The resistance lag comes from the how the trainer works.
The latency lag allegedly comes from the ANT+ transmission.
They would show up in the reporting graphs very differently.
Agreed, but I was reacting to the question of Bluetooth vs. ANT+ latency which has nothing to do with the lag in trainer power response.
As usual.
So the take is that the OP is literally blowing up on rides. The test is 9 Hammers. If you can finish the entire ride on your new numbers and you felt like you went a round with a Sufferlandrian Wildebeest, they are right. If you get to the double hammer and you cannot finish, they are WAY off. If you get to end and you feel like a couple more, you a low. In the last two cases, you need to retest.
Same answer, really. I found that using my trainer on BT, with HR and Cadence on Ant+, gives me the most responsiveness from my trainer and least lag from my HR. BT for my HR and Cadence tends to give me micro dropouts, but not on Ant+. While BT works the best for me with my Trainer with least lag and best responsiveness. Because BT sends data packets more often which works best for the numbers that change the quickest and most often, while Ant+ stays connected better for listening passively to other devices.
No, because you get the same trainer response lag whether you are using ANT+ or BT.
If the delay in ANT+ signal transmission is 5 seconds compared to BT, you would see a corresponding shift in the time the trainer starts and ends its response, compared to the timeline in the workout. For example, the first Violator interval is at 12:17. With a 5 second delay you would see on your power graph that interval start at 12:22. It would end at 12:28 instead of 12:23.
In both cases you would see the same ERG mode death spiral, just at different times in your power graph.
I suspect when you use BT with the trainer, HR and cadence you are getting BT interference, because I never have had such a problem. I used all three on BT for years. That is not a packet frequency or latency issue of BT vs ANT+. Those are different (but related) issues.

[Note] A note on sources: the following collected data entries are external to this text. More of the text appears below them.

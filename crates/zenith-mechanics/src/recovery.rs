//! Landing and recovery detectors: wavedashes, chain dashes, half flips and
//! flip cancels.
//!
//! Wavedash fires on landing, the falling edge of "airborne". Chain dash
//! counts every fast grounded step. Half flip keeps the heading captured when the backflip
//! started and compares it with the heading at touchdown.

use zenith_core::{AgentId, GameState, Vec3};
use zenith_reward::{AgentRewards, Detector, StepContext};

use crate::memory::AgentMemory;

const DASH_SPEED: f32 = 1800.0;

// ── Wavedash ───────────────────────────────────────────────────────

const WAVEDASH_MIN_Z: f32 = 20.0;
const WAVEDASH_MAX_FRAMES: u32 = 20;

#[derive(Clone, Debug, Default, PartialEq)]
struct Hop {
    airborne: bool,
    frames: u32,
}

/// Landing after fewer than 20 airborne steps at more than 1800 uu/s
/// horizontal speed: 5.
#[derive(Clone, Debug, Default, PartialEq)]
pub struct Wavedash {
    hops: AgentMemory<Hop>,
}

impl Wavedash {
    /// Build the detector.
    pub fn new() -> Self {
        Self::default()
    }
}

impl Detector for Wavedash {
    fn name(&self) -> &str {
        "wavedash"
    }

    fn reset(&mut self, agents: &[AgentId], _initial: &GameState) {
        self.hops.reset(agents, |_| Hop::default());
    }

    fn step(&mut self, ctx: &StepContext<'_>) -> AgentRewards {
        let mut rewards = AgentRewards::with_capacity(ctx.cars().len());
        for &(id, car) in ctx.cars() {
            let hop = self.hops.slot(id);
            if !car.on_ground && car.height() > WAVEDASH_MIN_Z {
                hop.airborne = true;
                hop.frames += 1;
            }

            let mut reward = 0.0;
            if hop.airborne && car.on_ground {
                if hop.frames < WAVEDASH_MAX_FRAMES
                    && car.physics.horizontal_speed() > DASH_SPEED
                {
                    reward = 5.0;
                }
                *hop = Hop::default();
            }
            rewards.insert(id, reward);
        }
        rewards
    }
}

// ── Chain dash ─────────────────────────────────────────────────────

const CHAIN_WINDOW: u64 = 60;
const CHAIN_CAP: f32 = 12.0;

#[derive(Clone, Debug, Default, PartialEq)]
struct Chain {
    length: u32,
    last_dash: u64,
}

/// Fast grounded steps chained within 60 steps of each other.
///
/// Every grounded step above 1800 uu/s horizontal speed counts as a dash.
/// A dash less than 60 steps after the previous one extends the chain and
/// pays `min(2 · length, 12)`; otherwise the chain restarts at one and pays
/// nothing. The previous dash starts at step 0, so dashing right after
/// kickoff already extends a chain.
#[derive(Clone, Debug, Default, PartialEq)]
pub struct ChainDash {
    steps: u64,
    chains: AgentMemory<Chain>,
}

impl ChainDash {
    /// Build the detector.
    pub fn new() -> Self {
        Self::default()
    }
}

impl Detector for ChainDash {
    fn name(&self) -> &str {
        "chain_dash"
    }

    fn reset(&mut self, agents: &[AgentId], _initial: &GameState) {
        self.steps = 0;
        self.chains.reset(agents, |_| Chain::default());
    }

    fn step(&mut self, ctx: &StepContext<'_>) -> AgentRewards {
        self.steps += 1;
        let now = self.steps;

        let mut rewards = AgentRewards::with_capacity(ctx.cars().len());
        for &(id, car) in ctx.cars() {
            let chain = self.chains.slot(id);
            let mut reward = 0.0;
            if car.on_ground && car.physics.horizontal_speed() > DASH_SPEED {
                if now - chain.last_dash < CHAIN_WINDOW {
                    chain.length += 1;
                    reward = (2.0 * chain.length as f32).min(CHAIN_CAP);
                } else {
                    chain.length = 1;
                }
                chain.last_dash = now;
            }
            rewards.insert(id, reward);
        }
        rewards
    }
}

// ── Half flip ──────────────────────────────────────────────────────

const BACKFLIP_PITCH: f32 = -0.8;
const REVERSED_DOT: f32 = -0.7;

fn heading(yaw: f32) -> Vec3 {
    Vec3::new(yaw.cos(), yaw.sin(), 0.0)
}

/// Backflip (airborne with pitch below -0.8) followed by a landing facing
/// the opposite way (heading dot product below -0.7): 8.
#[derive(Clone, Debug, Default, PartialEq)]
pub struct HalfFlip {
    start_heading: AgentMemory<Option<Vec3>>,
}

impl HalfFlip {
    /// Build the detector.
    pub fn new() -> Self {
        Self::default()
    }
}

impl Detector for HalfFlip {
    fn name(&self) -> &str {
        "half_flip"
    }

    fn reset(&mut self, agents: &[AgentId], _initial: &GameState) {
        self.start_heading.reset(agents, |_| None);
    }

    fn step(&mut self, ctx: &StepContext<'_>) -> AgentRewards {
        let mut rewards = AgentRewards::with_capacity(ctx.cars().len());
        for &(id, car) in ctx.cars() {
            let start = self.start_heading.slot(id);
            if !car.on_ground && car.physics.pitch() < BACKFLIP_PITCH && start.is_none() {
                *start = Some(heading(car.physics.yaw()));
            }

            let mut reward = 0.0;
            if car.on_ground {
                if let Some(initial) = start.take() {
                    if initial.dot(&heading(car.physics.yaw())) < REVERSED_DOT {
                        reward = 8.0;
                    }
                }
            }
            rewards.insert(id, reward);
        }
        rewards
    }
}

// ── Flip cancel ────────────────────────────────────────────────────

const FLIP_PITCH_RATE: f32 = 3.0;
const CANCELLED_PITCH_RATE: f32 = 1.0;
const MIN_CANCEL_PITCH: f32 = 0.3;
const MAX_CANCEL_PITCH: f32 = 1.3;

/// A pitch-rate burst that stops part way through.
///
/// Tracking starts when the airborne pitch rate exceeds 3 rad/s. When it
/// drops below 1 rad/s the pitch change since the start is checked: 7 if it
/// lies strictly between 0.3 and 1.3 rad. Touchdown abandons tracking.
#[derive(Clone, Debug, Default, PartialEq)]
pub struct FlipCancel {
    start_pitch: AgentMemory<Option<f32>>,
}

impl FlipCancel {
    /// Build the detector.
    pub fn new() -> Self {
        Self::default()
    }
}

impl Detector for FlipCancel {
    fn name(&self) -> &str {
        "flip_cancel"
    }

    fn reset(&mut self, agents: &[AgentId], _initial: &GameState) {
        self.start_pitch.reset(agents, |_| None);
    }

    fn step(&mut self, ctx: &StepContext<'_>) -> AgentRewards {
        let mut rewards = AgentRewards::with_capacity(ctx.cars().len());
        for &(id, car) in ctx.cars() {
            let start = self.start_pitch.slot(id);
            let pitch = car.physics.pitch();
            let rate = car.physics.angular_velocity.y.abs();

            if rate > FLIP_PITCH_RATE && !car.on_ground && start.is_none() {
                *start = Some(pitch);
            }

            let mut reward = 0.0;
            if rate < CANCELLED_PITCH_RATE {
                if let Some(p0) = start.take() {
                    let change = (pitch - p0).abs();
                    if change > MIN_CANCEL_PITCH && change < MAX_CANCEL_PITCH {
                        reward = 7.0;
                    }
                }
            }
            if car.on_ground {
                *start = None;
            }
            rewards.insert(id, reward);
        }
        rewards
    }
}
//! Core types for the Zenith reward engine.
//!
//! This is the leaf crate with zero internal dependencies. It defines the
//! per-step world snapshot consumed by every detector: agent and team
//! identifiers, vector math, car/ball physical state, the arena constants
//! injected into detectors, and the snapshot contract errors.

#![deny(missing_docs)]
#![deny(rustdoc::broken_intra_doc_links)]
#![forbid(unsafe_code)]

pub mod arena;
pub mod error;
pub mod id;
pub mod math;
pub mod state;

pub use arena::ArenaConstants;
pub use error::{ArenaError, SnapshotError};
pub use id::{AgentFlags, AgentId, Team};
pub use math::{EulerAngles, Orientation, Vec3, EPSILON};
pub use state::{CarState, GameState, PhysicsState};
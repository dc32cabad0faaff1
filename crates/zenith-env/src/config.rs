//! Environment configuration, validation, and error types.
//!
//! [`EnvConfig`] is read once at environment construction, from TOML or
//! built in code, and is immutable afterwards. Changing it means building a
//! new environment. [`validate()`](EnvConfig::validate) checks every
//! structural invariant before anything is constructed.
//!
//! ```toml
//! [match]
//! team_size = 2
//! action_repeat = 4
//!
//! [arena]
//! car_max_speed = 2300.0
//!
//! [weights]
//! velocity_player_to_ball = 0.2
//! # ... one entry per mechanic
//! ```

use std::fs;
use std::path::{Path, PathBuf};

use serde::Deserialize;
use tracing::info;
use zenith_core::{ArenaConstants, ArenaError};
use zenith_mechanics::{WeightError, WeightTable};

// ── ConfigError ────────────────────────────────────────────────────

/// Errors detected while loading or validating an [`EnvConfig`].
#[derive(Debug, thiserror::Error)]
pub enum ConfigError {
    /// The configuration file could not be read.
    #[error("cannot read config file {path}: {source}")]
    Io {
        /// Path that failed.
        path: PathBuf,
        /// Underlying I/O error.
        source: std::io::Error,
    },

    /// The TOML was malformed or named an unknown key.
    #[error("config parse error: {0}")]
    Parse(#[from] toml::de::Error),

    /// `team_size` is zero.
    #[error("team_size must be at least 1")]
    TeamSizeZero,

    /// `action_repeat` is zero.
    #[error("action_repeat must be at least 1")]
    ActionRepeatZero,

    /// `tick_rate_hz` is NaN, infinite, zero, or negative.
    #[error("tick_rate_hz must be finite and positive, got {value}")]
    InvalidTickRate {
        /// The invalid value.
        value: f64,
    },

    /// A timeout is NaN, infinite, zero, or negative.
    #[error("{name} must be finite and positive, got {value}")]
    InvalidTimeout {
        /// Which timeout.
        name: &'static str,
        /// The invalid value.
        value: f64,
    },

    /// An arena dimension or limit is invalid.
    #[error("arena: {0}")]
    Arena(#[from] ArenaError),

    /// The weight table is incomplete or holds an invalid weight.
    #[error("weights: {0}")]
    Weights(#[from] WeightError),
}

// ── MatchConfig ────────────────────────────────────────────────────

/// Match setup and episode timing.
#[derive(Clone, Debug, PartialEq, Deserialize)]
#[serde(default, deny_unknown_fields)]
pub struct MatchConfig {
    /// Cars per team. Default: 2.
    pub team_size: usize,
    /// Whether the orange team is populated. Default: true.
    pub spawn_opponents: bool,
    /// Physics ticks each chosen action is held for. Default: 4.
    pub action_repeat: usize,
    /// Seconds without any ball contact before truncation. Default: 20.
    pub no_touch_timeout_seconds: f64,
    /// Seconds before the episode is truncated regardless. Default: 180.
    pub game_timeout_seconds: f64,
    /// Physics ticks per second of the transition engine. Default: 120.
    pub tick_rate_hz: f64,
}

impl Default for MatchConfig {
    fn default() -> Self {
        Self {
            team_size: 2,
            spawn_opponents: true,
            action_repeat: 4,
            no_touch_timeout_seconds: 20.0,
            game_timeout_seconds: 180.0,
            tick_rate_hz: 120.0,
        }
    }
}

impl MatchConfig {
    /// Blue team size.
    pub fn blue_size(&self) -> usize {
        self.team_size
    }

    /// Orange team size: `team_size`, or 0 without opponents.
    pub fn orange_size(&self) -> usize {
        if self.spawn_opponents {
            self.team_size
        } else {
            0
        }
    }

    /// Convert seconds to whole physics ticks, rounding up.
    pub fn seconds_to_ticks(&self, seconds: f64) -> u64 {
        (seconds * self.tick_rate_hz).ceil() as u64
    }
}

// ── EnvConfig ──────────────────────────────────────────────────────

/// Complete configuration for constructing a [`MatchEnv`](crate::MatchEnv).
///
/// Omitted sections take their standard defaults. A `[weights]` table,
/// when present, must name every mechanic.
#[derive(Clone, Debug, Default, PartialEq, Deserialize)]
#[serde(default, deny_unknown_fields)]
pub struct EnvConfig {
    /// Match setup and timing.
    #[serde(rename = "match")]
    pub rules: MatchConfig,
    /// Arena geometry and normalisation limits.
    pub arena: ArenaConstants,
    /// Reward weight per mechanic.
    pub weights: WeightTable,
}

impl EnvConfig {
    /// Parse and validate a TOML document.
    pub fn from_toml_str(text: &str) -> Result<Self, ConfigError> {
        let config: Self = toml::from_str(text)?;
        config.validate()?;
        Ok(config)
    }

    /// Read, parse, and validate a TOML file.
    pub fn from_path(path: impl AsRef<Path>) -> Result<Self, ConfigError> {
        let path = path.as_ref();
        let text = fs::read_to_string(path).map_err(|source| ConfigError::Io {
            path: path.to_path_buf(),
            source,
        })?;
        let config = Self::from_toml_str(&text)?;
        info!(
            path = %path.display(),
            team_size = config.rules.team_size,
            action_repeat = config.rules.action_repeat,
            "environment config loaded"
        );
        Ok(config)
    }

    /// Validate all structural invariants.
    pub fn validate(&self) -> Result<(), ConfigError> {
        let rules = &self.rules;
        // 1. At least one car per team.
        if rules.team_size == 0 {
            return Err(ConfigError::TeamSizeZero);
        }
        // 2. Each action held for at least one tick.
        if rules.action_repeat == 0 {
            return Err(ConfigError::ActionRepeatZero);
        }
        // 3. Tick rate finite and positive.
        if !rules.tick_rate_hz.is_finite() || rules.tick_rate_hz <= 0.0 {
            return Err(ConfigError::InvalidTickRate {
                value: rules.tick_rate_hz,
            });
        }
        // 4. Timeouts finite and positive.
        for (name, value) in [
            ("no_touch_timeout_seconds", rules.no_touch_timeout_seconds),
            ("game_timeout_seconds", rules.game_timeout_seconds),
        ] {
            if !value.is_finite() || value <= 0.0 {
                return Err(ConfigError::InvalidTimeout { name, value });
            }
        }
        // 5. Arena dimensions.
        self.arena.validate()?;
        // 6. One valid weight per mechanic.
        self.weights.validate()?;
        Ok(())
    }
}

#[cfg(test)]
mod tests {
    use super::*;
    use zenith_mechanics::MechanicKind;

    #[test]
    fn empty_document_is_standard() {
        let config = EnvConfig::from_toml_str("").unwrap();
        assert_eq!(config, EnvConfig::default());
        assert_eq!(config.rules.team_size, 2);
        assert_eq!(config.rules.action_repeat, 4);
        assert_eq!(config.arena, ArenaConstants::standard());
        assert_eq!(config.weights, WeightTable::standard());
    }

    #[test]
    fn partial_sections_keep_defaults() {
        let config = EnvConfig::from_toml_str(
            "[match]\nteam_size = 1\nspawn_opponents = false\n\n[arena]\nball_max_speed = 5000.0\n",
        )
        .unwrap();
        assert_eq!(config.rules.team_size, 1);
        assert_eq!(config.rules.orange_size(), 0);
        assert_eq!(config.rules.game_timeout_seconds, 180.0);
        assert_eq!(config.arena.ball_max_speed, 5000.0);
        assert_eq!(config.arena.car_max_speed, 2300.0);
    }

    #[test]
    fn unknown_key_is_rejected() {
        let err = EnvConfig::from_toml_str("[match]\nteam_sise = 3\n").unwrap_err();
        assert!(matches!(err, ConfigError::Parse(_)));
    }

    #[test]
    fn incomplete_weights_are_rejected() {
        let err = EnvConfig::from_toml_str("[weights]\ngoal = 30.0\n").unwrap_err();
        assert!(matches!(
            err,
            ConfigError::Weights(WeightError::MissingWeight { .. })
        ));
    }

    #[test]
    fn zero_values_are_rejected() {
        let mut config = EnvConfig::default();
        config.rules.team_size = 0;
        assert!(matches!(config.validate(), Err(ConfigError::TeamSizeZero)));

        let mut config = EnvConfig::default();
        config.rules.action_repeat = 0;
        assert!(matches!(
            config.validate(),
            Err(ConfigError::ActionRepeatZero)
        ));

        let mut config = EnvConfig::default();
        config.rules.no_touch_timeout_seconds = 0.0;
        assert!(matches!(
            config.validate(),
            Err(ConfigError::InvalidTimeout {
                name: "no_touch_timeout_seconds",
                ..
            })
        ));

        let mut config = EnvConfig::default();
        config.rules.tick_rate_hz = f64::NAN;
        assert!(matches!(
            config.validate(),
            Err(ConfigError::InvalidTickRate { .. })
        ));
    }

    #[test]
    fn bad_arena_is_rejected() {
        let mut config = EnvConfig::default();
        config.arena.car_max_speed = 0.0;
        assert!(matches!(
            config.validate(),
            Err(ConfigError::Arena(ArenaError::NotPositive {
                name: "car_max_speed",
                ..
            }))
        ));
    }

    #[test]
    fn seconds_round_up_to_ticks() {
        let rules = MatchConfig::default();
        assert_eq!(rules.seconds_to_ticks(20.0), 2400);
        assert_eq!(rules.seconds_to_ticks(0.001), 1);
    }

    #[test]
    fn reads_from_file() {
        let path = std::env::temp_dir().join(format!("zenith-env-{}.toml", std::process::id()));
        let weights: String = MechanicKind::ALL
            .iter()
            .map(|k| format!("{} = 1.0\n", k.name()))
            .collect();
        std::fs::write(&path, format!("[weights]\n{weights}")).unwrap();
        let config = EnvConfig::from_path(&path).unwrap();
        std::fs::remove_file(&path).unwrap();
        assert_eq!(config.weights.get(MechanicKind::Goal), Some(1.0));
    }

    #[test]
    fn missing_file_reports_path() {
        let err = EnvConfig::from_path("/nonexistent/zenith.toml").unwrap_err();
        assert!(err.to_string().contains("/nonexistent/zenith.toml"));
    }
}
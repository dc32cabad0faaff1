//! Strongly-typed agent and team identifiers.

use indexmap::IndexMap;
use std::fmt;

/// Identifies one controlled car within an episode.
///
/// Agent sets may differ between episodes (variable team size), so an
/// `AgentId` is only meaningful together with the snapshot it indexes.
#[derive(Clone, Copy, Debug, PartialEq, Eq, Hash, PartialOrd, Ord)]
pub struct AgentId(pub u32);

impl fmt::Display for AgentId {
    fn fmt(&self, f: &mut fmt::Formatter<'_>) -> fmt::Result {
        write!(f, "{}", self.0)
    }
}

impl From<u32> for AgentId {
    fn from(v: u32) -> Self {
        Self(v)
    }
}

/// Side a car plays for.
///
/// Blue defends the negative-y goal, orange the positive-y goal.
#[derive(Clone, Copy, Debug, PartialEq, Eq, Hash)]
#[repr(u8)]
pub enum Team {
    /// Team 0, defends `-y`.
    Blue = 0,
    /// Team 1, defends `+y`.
    Orange = 1,
}

impl Team {
    /// Whether this is the orange team.
    pub fn is_orange(self) -> bool {
        self == Team::Orange
    }

    /// The other team.
    pub fn opponent(self) -> Team {
        match self {
            Team::Blue => Team::Orange,
            Team::Orange => Team::Blue,
        }
    }

    /// Sign of the y axis pointing at the goal this team attacks.
    pub fn attack_sign(self) -> f32 {
        match self {
            Team::Blue => 1.0,
            Team::Orange => -1.0,
        }
    }

    /// Numeric team index (0 = blue, 1 = orange).
    pub fn index(self) -> u8 {
        self as u8
    }
}

impl TryFrom<u8> for Team {
    type Error = u8;

    fn try_from(v: u8) -> Result<Self, Self::Error> {
        match v {
            0 => Ok(Team::Blue),
            1 => Ok(Team::Orange),
            other => Err(other),
        }
    }
}

impl fmt::Display for Team {
    fn fmt(&self, f: &mut fmt::Formatter<'_>) -> fmt::Result {
        match self {
            Team::Blue => write!(f, "blue"),
            Team::Orange => write!(f, "orange"),
        }
    }
}

/// Per-agent boolean flags (termination or truncation), one entry per agent.
pub type AgentFlags = IndexMap<AgentId, bool>;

When I stopped using my BT HRM because it was flaky, I had BT initial connection problems. I had to disconnect my trainer from SYSTM, end the workout, start the workout again, and reattach the trainer. The reattach often took as long as a minute. When I attached a new ANT+ dongle to use with my Garmin watch HRM, that problem went away immediately.
Sounds like a quantum physics theorem. If you look to find the location of a particle it changes the location of the particle. So you never know where the particle actually is because looking for it makes it move somewhere else.
That would actually be the Observer effect, not the Quantum Uncertainty Principle.
Schrodinger’s FTP?
Schrodinger’s HRM?
If you do not look, his FTP could be anywhere from 0 to infinity.
If he would do a FF, his wave function would collapse to the measured value. He would collapse too, but that is a separate phenomenon.
But this is what I see. Although if the lag is 5 seconds…and the time the next interval starts and lasts is not a multiple of 5seconds, then it would be offset from the 5sec lag. You’re literally jsut waiting fornthe next signal to ping, so it’s more a lag of UP to 5 sec, rather thqn exactly 5 sec every time. Maybe the lag is 6sec. Whatever it is, it is annoying.
Also, no death spiral on Tacx trainers. That was a Wahoo quirk
I never saw that delay when I used ANT+.
You can get a death spiral on a Tacx trainer. I once experimented with doing some Violator intervals in ERG mode. It was not pretty.